For the 1st quarter of 2023, the LAM Canadian Equity Fund produced a gross return of +6.8% versus +4.6% for the TSX Composite Total Return including dividends. Our outperformance was mainly due to strong returns by many of our small and mid-cap holdings and our low exposure to Energy which was the only negative sector of the TSX down -2.3%. Our top contributor was Velan, a global leader in industrial valves which accepted an offer to be acquired by Flowserve at a nearly 100% premium to the price its shares were trading at the day before. Other strong contributors included agricultural equipment manufacturer Ag Growth, instant lottery ticket printer Pollard Banknote, automation solutions provider ATS, and accessibility equipment supplier Savaria, all of which reported strong financial results during the quarter. Auto parts and paint distributor Uni-Select, a new holding we had started to accumulate, also received a takeover offer, contributing to our strong return. The two take-over offers during the quarter were at significantly higher prices than what the shares of each company were trading at, which demonstrates the stock market’s inefficiency, as these companies were being grossly undervalued by investors. Our main detractors included TD Bank, e-procurement platform MDF Commerce, property & casualty insurer Definity Financial, and renewable energy producer Northland Power.

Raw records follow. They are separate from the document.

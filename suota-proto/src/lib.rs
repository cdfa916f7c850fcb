//! SUOTA wire protocol - status codes, memory device commands and framing

pub mod adv;
pub mod ble;

use std::fmt;

/// Largest firmware payload accepted, checksum byte excluded (300 KiB)
pub const MAX_IMAGE_SIZE: usize = 0x4B000;
pub const CHECKSUM_SIZE: usize = 1;

/// Fixed ATT overhead subtracted from the MTU to get the usable payload
pub const ATT_HEADER_SIZE: usize = 3;

// SUOTA_SERV_STATUS codes
pub const STATUS_SRV_STARTED: u8 = 0x01;
pub const STATUS_CMP_OK: u8 = 0x02;
pub const STATUS_SRV_EXIT: u8 = 0x03;
pub const STATUS_CRC_ERR: u8 = 0x04;
pub const STATUS_PATCH_LEN_ERR: u8 = 0x05;
pub const STATUS_EXT_MEM_ERR: u8 = 0x06;
pub const STATUS_INT_MEM_ERR: u8 = 0x07;
pub const STATUS_INVAL_MEM_TYPE: u8 = 0x08;
pub const STATUS_APP_ERROR: u8 = 0x09;
pub const STATUS_IMG_STARTED: u8 = 0x10;
pub const STATUS_INVALID_IMAGE_BANK: u8 = 0x11;
pub const STATUS_INVALID_IMAGE_HEADER: u8 = 0x12;
pub const STATUS_INVALID_IMAGE_SIZE: u8 = 0x13;
pub const STATUS_INVALID_PRODUCT_HEADER: u8 = 0x14;
pub const STATUS_SAME_IMAGE_ERROR: u8 = 0x15;
pub const STATUS_EXTERNAL_MEMORY_READ_ERROR: u8 = 0x16;

/// Status reported by the device on the SUOTA_SERV_STATUS characteristic
#[derive(Debug, Clone, Copy, PartialEq, Eq, Hash)]
pub enum DeviceStatus {
    SrvStarted,
    CmpOk,
    SrvExit,
    CrcError,
    PatchLenError,
    ExtMemError,
    IntMemError,
    InvalidMemType,
    AppError,
    ImgStarted,
    InvalidImageBank,
    InvalidImageHeader,
    InvalidImageSize,
    InvalidProductHeader,
    SameImageError,
    ExtMemReadError,
    Unknown(u8),
}

impl DeviceStatus {
    pub fn from_code(code: u8) -> Self {
        match code {
            STATUS_SRV_STARTED => Self::SrvStarted,
            STATUS_CMP_OK => Self::CmpOk,
            STATUS_SRV_EXIT => Self::SrvExit,
            STATUS_CRC_ERR => Self::CrcError,
            STATUS_PATCH_LEN_ERR => Self::PatchLenError,
            STATUS_EXT_MEM_ERR => Self::ExtMemError,
            STATUS_INT_MEM_ERR => Self::IntMemError,
            STATUS_INVAL_MEM_TYPE => Self::InvalidMemType,
            STATUS_APP_ERROR => Self::AppError,
            STATUS_IMG_STARTED => Self::ImgStarted,
            STATUS_INVALID_IMAGE_BANK => Self::InvalidImageBank,
            STATUS_INVALID_IMAGE_HEADER => Self::InvalidImageHeader,
            STATUS_INVALID_IMAGE_SIZE => Self::InvalidImageSize,
            STATUS_INVALID_PRODUCT_HEADER => Self::InvalidProductHeader,
            STATUS_SAME_IMAGE_ERROR => Self::SameImageError,
            STATUS_EXTERNAL_MEMORY_READ_ERROR => Self::ExtMemReadError,
            other => Self::Unknown(other),
        }
    }

    pub fn code(&self) -> u8 {
        match self {
            Self::SrvStarted => STATUS_SRV_STARTED,
            Self::CmpOk => STATUS_CMP_OK,
            Self::SrvExit => STATUS_SRV_EXIT,
            Self::CrcError => STATUS_CRC_ERR,
            Self::PatchLenError => STATUS_PATCH_LEN_ERR,
            Self::ExtMemError => STATUS_EXT_MEM_ERR,
            Self::IntMemError => STATUS_INT_MEM_ERR,
            Self::InvalidMemType => STATUS_INVAL_MEM_TYPE,
            Self::AppError => STATUS_APP_ERROR,
            Self::ImgStarted => STATUS_IMG_STARTED,
            Self::InvalidImageBank => STATUS_INVALID_IMAGE_BANK,
            Self::InvalidImageHeader => STATUS_INVALID_IMAGE_HEADER,
            Self::InvalidImageSize => STATUS_INVALID_IMAGE_SIZE,
            Self::InvalidProductHeader => STATUS_INVALID_PRODUCT_HEADER,
            Self::SameImageError => STATUS_SAME_IMAGE_ERROR,
            Self::ExtMemReadError => STATUS_EXTERNAL_MEMORY_READ_ERROR,
            Self::Unknown(code) => *code,
        }
    }

    /// Symbolic name as used in device documentation
    pub fn name(&self) -> &'static str {
        match self {
            Self::SrvStarted => "SUOTA_STATUS_SRV_STARTED",
            Self::CmpOk => "SUOTA_STATUS_CMP_OK",
            Self::SrvExit => "SUOTA_STATUS_SRV_EXIT",
            Self::CrcError => "SUOTA_STATUS_CRC_ERR",
            Self::PatchLenError => "SUOTA_STATUS_PATCH_LEN_ERR",
            Self::ExtMemError => "SUOTA_STATUS_EXT_MEM_ERR",
            Self::IntMemError => "SUOTA_STATUS_INT_MEM_ERR",
            Self::InvalidMemType => "SUOTA_STATUS_INVAL_MEM_TYPE",
            Self::AppError => "SUOTA_STATUS_APP_ERROR",
            Self::ImgStarted => "SUOTA_STATUS_IMG_STARTED",
            Self::InvalidImageBank => "SUOTA_STATUS_INVALID_IMAGE_BANK",
            Self::InvalidImageHeader => "SUOTA_STATUS_INVALID_IMAGE_HEADER",
            Self::InvalidImageSize => "SUOTA_STATUS_INVALID_IMAGE_SIZE",
            Self::InvalidProductHeader => "SUOTA_STATUS_INVALID_PRODUCT_HEADER",
            Self::SameImageError => "SUOTA_STATUS_SAME_IMAGE_ERROR",
            Self::ExtMemReadError => "SUOTA_STATUS_EXTERNAL_MEMORY_READ_ERROR",
            Self::Unknown(_) => "UNKNOWN_ERROR",
        }
    }

    pub fn is_success(&self) -> bool {
        *self == Self::CmpOk
    }
}

impl fmt::Display for DeviceStatus {
    fn fmt(&self, f: &mut fmt::Formatter<'_>) -> fmt::Result {
        write!(f, "0x{:02X} ({})", self.code(), self.name())
    }
}

/// Values written to the SUOTA_MEM_DEV characteristic.
/// Byte 3 carries the command or memory type.
pub mod mem_dev {
    /// Start an update into external SPI flash, image bank 0
    pub const START_SPI_BANK0: [u8; 4] = [0x00, 0x00, 0x00, 0x13];

    /// End of image, device verifies the checksum
    pub const END: [u8; 4] = [0x00, 0x00, 0x00, 0xFE];

    pub const REBOOT: [u8; 4] = [0x00, 0x00, 0x00, 0xFD];
}

/// Encode a block length for the SUOTA_PATCH_LEN characteristic
pub fn patch_length(len: u16) -> [u8; 2] {
    len.to_le_bytes()
}

/// XOR of every byte; the single trailing checksum of a SUOTA image
pub fn checksum(data: &[u8]) -> u8 {
    data.iter().fold(0u8, |acc, b| acc ^ b)
}

/// Decode a little-endian unsigned value of up to four bytes.
/// An empty value reads as zero, extra bytes are ignored.
pub fn decode_le_uint(data: &[u8]) -> u32 {
    data.iter()
        .take(4)
        .enumerate()
        .fold(0u32, |acc, (i, b)| acc | (u32::from(*b) << (8 * i)))
}

/// SUOTA protocol version, reported in tenths (0x0B is 1.1)
#[derive(Debug, Clone, Copy, PartialEq, Eq)]
pub struct SuotaVersion(pub u8);

impl SuotaVersion {
    pub fn from_bytes(data: &[u8]) -> Self {
        Self(data.first().copied().unwrap_or(0))
    }
}

impl fmt::Display for SuotaVersion {
    fn fmt(&self, f: &mut fmt::Formatter<'_>) -> fmt::Result {
        write!(f, "{}.{}", self.0 / 10, self.0 % 10)
    }
}

#[cfg(test)]
mod tests {
    use super::*;

    #[test]
    fn status_codes_map_both_ways() {
        for code in 0u8..=0x20 {
            assert_eq!(DeviceStatus::from_code(code).code(), code);
        }
        assert_eq!(DeviceStatus::from_code(0x15), DeviceStatus::SameImageError);
        assert_eq!(DeviceStatus::from_code(0x0A), DeviceStatus::Unknown(0x0A));
        assert!(DeviceStatus::from_code(0x02).is_success());
        assert!(!DeviceStatus::from_code(0x10).is_success());
    }

    #[test]
    fn status_display_names_code() {
        assert_eq!(
            DeviceStatus::SameImageError.to_string(),
            "0x15 (SUOTA_STATUS_SAME_IMAGE_ERROR)"
        );
        assert_eq!(DeviceStatus::Unknown(0x30).to_string(), "0x30 (UNKNOWN_ERROR)");
    }

    #[test]
    fn patch_length_is_little_endian() {
        assert_eq!(patch_length(244), [0xF4, 0x00]);
        assert_eq!(patch_length(0x01F8), [0xF8, 0x01]);
    }

    #[test]
    fn checksum_folds_xor() {
        assert_eq!(checksum(&[]), 0);
        assert_eq!(checksum(&[0x12, 0x34]), 0x26);
        assert_eq!(checksum(&[0xFF, 0xFF, 0x01]), 0x01);

        let payload = [0xDE, 0xAD, 0xBE, 0xEF];
        let sum = checksum(&payload);
        let mut image = payload.to_vec();
        image.push(sum);
        // a payload with its checksum appended folds to zero
        assert_eq!(checksum(&image), 0);
    }

    #[test]
    fn le_uint_decoding() {
        assert_eq!(decode_le_uint(&[]), 0);
        assert_eq!(decode_le_uint(&[0xF7]), 247);
        assert_eq!(decode_le_uint(&[0xF7, 0x00]), 247);
        assert_eq!(decode_le_uint(&[0x00, 0x02]), 512);
        assert_eq!(decode_le_uint(&[1, 0, 0, 0, 9]), 1);
    }

    #[test]
    fn suota_version_display() {
        assert_eq!(SuotaVersion::from_bytes(&[0x0B]).to_string(), "1.1");
        assert_eq!(SuotaVersion::from_bytes(&[]).to_string(), "0.0");
    }

    #[test]
    fn mem_dev_commands() {
        assert_eq!(mem_dev::END[3], 0xFE);
        assert_eq!(mem_dev::REBOOT[3], 0xFD);
        assert_eq!(mem_dev::START_SPI_BANK0, [0, 0, 0, 0x13]);
    }
}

Most of our holdings reported record results during the quarter and are trading at reasonable valuations. Despite lingering uncertainties in the markets, we continue to use volatility to invest in high quality companies at attractive prices which is a key element for the portfolio to generate strong long-term returns.




During the 1st quarter of 2023, our U.S. portfolio rose by +2.8% versus +7.5% for the S&P 500 Total Return. Our underperformance was due to our more defensive positioning and our lower exposure to tech-related stocks, which drove much of the S&P 500’s return. In fact, 7 companies, all tech-related, accounted for roughly 82% or +6.2% of the +7.5% return of the S&P 500 as the technology sector rebounded strongly after a disastrous 2022. On any tech-driven rally, while we own shares of Microsoft, Alphabet, and Amazon, we will participate on the upside but to a lesser degree since we are underweight in technology stocks. However, our investors’ capital is better protected on the downside, as seen by our strong outperformance in 2022.


Our top performers were not surprisingly tech-related, with online travel platform Booking Holdings and Microsoft leading the way. Also, we were pleased to see FedEx as a top performer this quarter after a challenging 2022. The company reported improved results and increased guidance from its restructuring efforts which are materializing faster than anticipated and was our main thesis for buying shares. Top detractors included healthcare provider CVS Health, railroad Norfolk Southern, and regional bank Fifth Third Bank. While the latter is classified as a regional bank, it has few similarities with Silicon Valley Bank. Fifth Third’s deposit base is highly diversified spread across many industries and states, operates in smaller towns where competition is less fierce, and holds very low “held to maturity” (HTM) securities on their balance sheet.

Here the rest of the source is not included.